While we explored O&D, group members were periodically pulled aside by other Lumon employees for private discussion. I was too nervous to eavesdrop for fear of overstepping on my first day on the job, I guess, but I did see one employee hand an eraser to an attendee. I still don’t know what any of that was about, but from talking to other people about the tour I learned that some people were taken to the breakroom. I don’t feel bad for missing that particular part of the show.

From there we headed into a Wellness Session with a stand-in for Ms. Casey, one of Severance’s most disquieting characters, and I was invited to sit with her to hear some calming facts about my Outie. I was told that my Outie was a friend to small animals and that he recently found a shiny coin. When I chuckled at that detail, Ms. Not-Casey warned me not to show an emotional reaction that would indicate I favor one fact over another.
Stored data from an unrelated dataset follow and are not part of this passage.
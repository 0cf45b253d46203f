use std::f64::consts::PI;
use crate::derivs;
use crate::mesh::MeshGeometry;
use crate::stability;
use crate::state::Disk;


/**
 * Build the torque-equation coefficients h2 tau'' + h1 tau' + h0 tau = H
 * at every cell from the stability partials and the current forcing. Cells
 * whose forcing would destabilize the disk get their torque held at zero:
 * the row collapses to tau = 0 until the forcing turns favorable and the
 * cell is gravitationally unstable again.
 */
pub fn update_coeffs(
    disk: &mut Disk,
    geom: &MeshGeometry,
    chi: f64,
    lbt: f64,
) -> anyhow::Result<()> {
    let nx = disk.nx;
    let p = disk.params.clone();

    for i in 0..nx {
        let x = geom.x[i];
        let u = geom.u[i];
        let b = geom.beta[i];
        let bp = geom.betap[i];
        let col = disk.col[i];
        let sig = disk.sig[i];
        let dds = geom.ddx(&disk.sig, i);

        disk.h2[i] = disk.dqd_s[i] * (-1.0 / ((b + 1.0) * u * x))
            + disk.dqds[i] * (-sig / (3.0 * (b + 1.0) * col * u * x));

        disk.h1[i] = disk.dqd_s[i] * (b * b + b + x * bp) / ((b + 1.0) * (b + 1.0) * u * x * x)
            + disk.dqds[i]
                * (sig * (b + b * b + x * bp) / (3.0 * (b + 1.0) * (b + 1.0) * col * u * x * x)
                    - 5.0 * dds / (3.0 * (b + 1.0) * col * u * x));

        disk.h0[i] = disk.dqds[i] * u * (b - 1.0) / (3.0 * sig * col * x * x * x);

        let sfr = disk.col_sfr[i];
        let mut hh = p.rf_inst * disk.dqd_s[i] * sfr
            + disk.dqd_s[i] * disk.mass_loading[i] * sfr
            - disk.dqd_s[i] * disk.diffused_dcoldt[i];

        // turbulent dissipation makes the gas colder; the torque must fight
        // it to hold Q fixed. Zero below the thermal floor, where the
        // 1.5-power would go complex.
        if p.sig_th <= sig {
            hh += disk.dqds[i]
                * 2.0
                * PI
                * PI
                * p.eta
                * (1.0 - p.sig_th * p.sig_th / (sig * sig)).powf(1.5)
                * col
                * chi
                * (1.0 + disk.active_col_st(i) / col * sig / disk.active_sig_st_r(i))
                / 3.0;
        }

        for s in 0..disk.sps_active.len() {
            let forming = disk.sps_active[s].is_forming(lbt);
            if forming {
                hh -= disk.sps_active[s].dqd_s[i] * p.rf_inst * sfr;
            }
            let dsigst = derivs::dsigstdt(disk, geom, i, s, lbt);
            let dmig = disk.sps_active[s].migration_rate(i, &disk.yy, geom);
            hh -= disk.sps_active[s].dqds_r[i] * dsigst + disk.sps_active[s].dqd_s[i] * dmig;
        }

        disk.hh[i] = hh;

        // torque shutoff bookkeeping
        if disk.keep_torque_off[i] == 0 && disk.hh[i] < 0.0 {
            disk.keep_torque_off[i] = 1;
        }
        if disk.keep_torque_off[i] == 1 && disk.hh[i] >= 0.0 {
            let params = stability::q_params(disk, geom, chi, i);
            let mut eval = disk.q_eval.clone();
            if stability::q_of(&params, &mut eval) <= p.fixed_q {
                disk.keep_torque_off[i] = 0;
            }
            disk.q_eval = eval;
        }
        if disk.keep_torque_off[i] == 1 {
            disk.hh[i] = 0.0;
            disk.h2[i] = 0.0;
            disk.h1[i] = 0.0;
            disk.h0[i] = 1.0;
        }

        if !disk.hh[i].is_finite()
            || !disk.h0[i].is_finite()
            || !disk.h1[i].is_finite()
            || !disk.h2[i].is_finite()
        {
            anyhow::bail!(
                "ill-posed torque coefficients at cell {}: H={} h0={} h1={} h2={} col={} sig={} dQdS={} dQds={}",
                i, disk.hh[i], disk.h0[i], disk.h1[i], disk.h2[i], col, sig,
                disk.dqd_s[i], disk.dqds[i]
            );
        }
    }
    Ok(())
}


/**
 * Solve the torque equation on cells [lo, hi] with tau(inner) = ibc and
 * tau'(outer) = obc, by assembling the second-order logarithmic stencil
 * into a tridiagonal system. The boundary conditions fold into the first
 * and last rows. Results land in disk.tau, and tau'/tau'' follow by the
 * matching finite differences.
 */
pub fn compute_gi_torque(
    disk: &mut Disk,
    geom: &MeshGeometry,
    lo: usize,
    hi: usize,
    ibc: f64,
    obc: f64,
) -> anyhow::Result<()> {
    assert!(hi < disk.nx && lo < hi);
    let m = hi - lo + 1;
    let (dm1, dmm1, dmdinv, sqd) = (geom.dm1, geom.dmm1, geom.dmdinv, geom.sqd);

    let sub_c = |disk: &Disk, i: usize| {
        let x = geom.x[i];
        disk.h2[i] / (x * x * dmm1 * dmm1 * sqd) - disk.h1[i] / (x * dmdinv)
    };
    let sup_c = |disk: &Disk, i: usize| {
        let x = geom.x[i];
        disk.h2[i] * sqd / (x * x * dm1 * dm1) + disk.h1[i] / (x * dmdinv)
    };
    let diag_c = |disk: &Disk, i: usize| {
        let x = geom.x[i];
        disk.h0[i] - disk.h2[i] / (x * x) * (sqd / (dm1 * dm1) + 1.0 / (sqd * dmm1 * dmm1))
    };

    {
        let s = &mut disk.scratch;
        for r in 0..m {
            s.sub[r] = 0.0;
            s.diag[r] = 0.0;
            s.sup[r] = 0.0;
            s.rhs[r] = 0.0;
            s.sol[r] = 0.0;
        }
    }
    for i in lo..=hi {
        let r = i - lo;
        let diag = diag_c(disk, i);
        let sub = sub_c(disk, i);
        let sup = sup_c(disk, i);
        let s = &mut disk.scratch;
        s.diag[r] = diag;
        s.rhs[r] = disk.hh[i];
        if r > 0 {
            s.sub[r] = sub;
        }
        if r < m - 1 {
            s.sup[r] = sup;
        }
    }

    // inner boundary: tau(lo-1/2) = ibc folds into the forcing
    let sub_lo = sub_c(disk, lo);
    disk.scratch.rhs[0] -= ibc * sub_lo;

    // outer boundary: tau'(hi) = obc eliminates the ghost cell
    let sup_hi = sup_c(disk, hi);
    let x_hi = geom.x[hi];
    disk.scratch.rhs[m - 1] -= obc * x_hi * dmdinv * sup_hi;
    if m >= 2 {
        let fold = disk.h2[hi] / (x_hi * x_hi) * (sqd / (dm1 * dm1) + 1.0 / (sqd * dmm1 * dmm1));
        disk.scratch.sub[m - 1] = fold;
    }

    {
        let s = &mut disk.scratch;
        s.ws
            .solve(&s.sub[..m], &s.diag[..m], &s.sup[..m], &s.rhs[..m], &mut s.sol[..m])
            .map_err(|e| anyhow::anyhow!("torque solve failed on [{}, {}]: {}", lo, hi, e))?;
    }

    for i in lo..=hi {
        disk.tau[i] = disk.scratch.sol[i - lo];
        if !disk.tau[i].is_finite() {
            anyhow::bail!(
                "tridiagonal solver produced a non-finite torque at cell {}: H={} h0={} h1={} h2={}",
                i, disk.hh[i], disk.h0[i], disk.h1[i], disk.h2[i]
            );
        }
    }

    tau_prime_from_tau(disk, geom, lo, hi, ibc, obc)?;

    // plug the solution back into the operator and accumulate the residual
    for i in lo..=hi {
        let res = disk.taupp[i] * disk.h2[i] + disk.taup[i] * disk.h1[i]
            + disk.tau[i] * disk.h0[i]
            - disk.hh[i];
        disk.cumulative_torque_err[i] += res.abs();
    }
    Ok(())
}


/**
 * Reconstruct tau' and tau'' from tau with the stencils the solve used, so
 * the derivative fields obey the same boundary conditions.
 */
pub fn tau_prime_from_tau(
    disk: &mut Disk,
    geom: &MeshGeometry,
    lo: usize,
    hi: usize,
    ibc: f64,
    obc: f64,
) -> anyhow::Result<()> {
    let (dm1, dmm1, dmdinv, sqd, dd) = (geom.dm1, geom.dmm1, geom.dmdinv, geom.sqd, geom.d);

    for i in lo + 1..hi {
        disk.taup[i] = (disk.tau[i + 1] - disk.tau[i - 1]) / (geom.x[i] * dmdinv);
    }
    disk.taup[hi] = obc;
    disk.taup[lo] = (disk.tau[lo + 1] - ibc) / (geom.x[lo] * dmdinv);

    for i in lo + 1..hi {
        let x = geom.x[i];
        disk.taupp[i] = (sqd / (x * x))
            * ((disk.tau[i + 1] - disk.tau[i]) / (dm1 * dm1)
                - (disk.tau[i] - disk.tau[i - 1]) / (dmm1 * dmm1 * dd));
    }
    let x = geom.x[lo];
    disk.taupp[lo] = (sqd / (x * x))
        * ((disk.tau[lo + 1] - disk.tau[lo]) / (dm1 * dm1)
            - (disk.tau[lo] - ibc) / (dmm1 * dmm1 * dd));
    let x = geom.x[hi];
    disk.taupp[hi] =
        obc - (sqd / (x * x)) * (-(disk.tau[hi] - disk.tau[hi - 1]) / (dmm1 * dmm1 * dd));

    for i in lo..=hi {
        if !disk.taup[i].is_finite() || !disk.taupp[i].is_finite() {
            anyhow::bail!(
                "non-finite torque derivative at cell {}: tau=({}, {}, {})",
                i,
                disk.tau[i.saturating_sub(1)],
                disk.tau[i],
                disk.tau[(i + 1).min(hi)]
            );
        }
    }
    Ok(())
}


/**
 * MRI viscosity floor: wherever the alpha-disk torque is more negative
 * than the GI solution, the MRI carries the gas instead. The handoff back
 * to GI is blended over ndecay cells with a Gaussian kernel of width three
 * cells, then tau' and tau'' are rebuilt.
 */
pub fn compute_mri_torque(
    disk: &mut Disk,
    geom: &MeshGeometry,
    ibc: f64,
    obc: f64,
) -> anyhow::Result<()> {
    let alpha = disk.params.alpha_mri;
    if alpha <= 0.0 {
        return Ok(());
    }
    let nx = disk.nx;
    let sig_th = disk.params.sig_th;

    let mut tau_mri = vec![0.0; nx];
    let mut replaced = vec![false; nx];
    for i in 0..nx {
        let x = geom.x[i];
        tau_mri[i] =
            2.0 * PI * x * x * disk.col[i] * alpha * sig_th * disk.sig[i] * (geom.beta[i] - 1.0);
        if tau_mri[i] < disk.tau[i] {
            disk.tau[i] = tau_mri[i];
            replaced[i] = true;
        }
    }

    let ndecay = disk.params.ndecay as usize;
    if ndecay > 0 {
        const KERNEL_WIDTH: f64 = 3.0;
        for i in 0..nx {
            if !replaced[i] {
                continue;
            }
            for k in 1..=ndecay {
                let j = i + k;
                if j >= nx || replaced[j] {
                    break;
                }
                let w = (-((k * k) as f64) / (2.0 * KERNEL_WIDTH * KERNEL_WIDTH)).exp();
                disk.tau[j] = w * tau_mri[j] + (1.0 - w) * disk.tau[j];
            }
        }
    }

    tau_prime_from_tau(disk, geom, 0, nx - 1, ibc, obc)
}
When the session ended we all exited the room while the counselor seemed to power down, staring vacantly with unblinking eyes into the distance.

severance wellness

Next was the security room, where a distraught Lumon Employee told us that something wasn’t right about the company and asked us to help him follow instructions he had gotten from someone on the outside. As we worked together to turn knobs and flip switches we were interrupted by another employee who was angered to see us breaking protocol on our first day. We followed him past the room full of baby goats and into the Wall of Smiles, where we called on several participants to name their favorite Lumon core value (mine’s benevolence) and choose the smile that best represents that value. When that portion of the tour ended he speculated for a moment about what the purpose of Lumon’s work might be. One coworker, he says, thinks we’re developing a way to harness lightning to kill all the wolves.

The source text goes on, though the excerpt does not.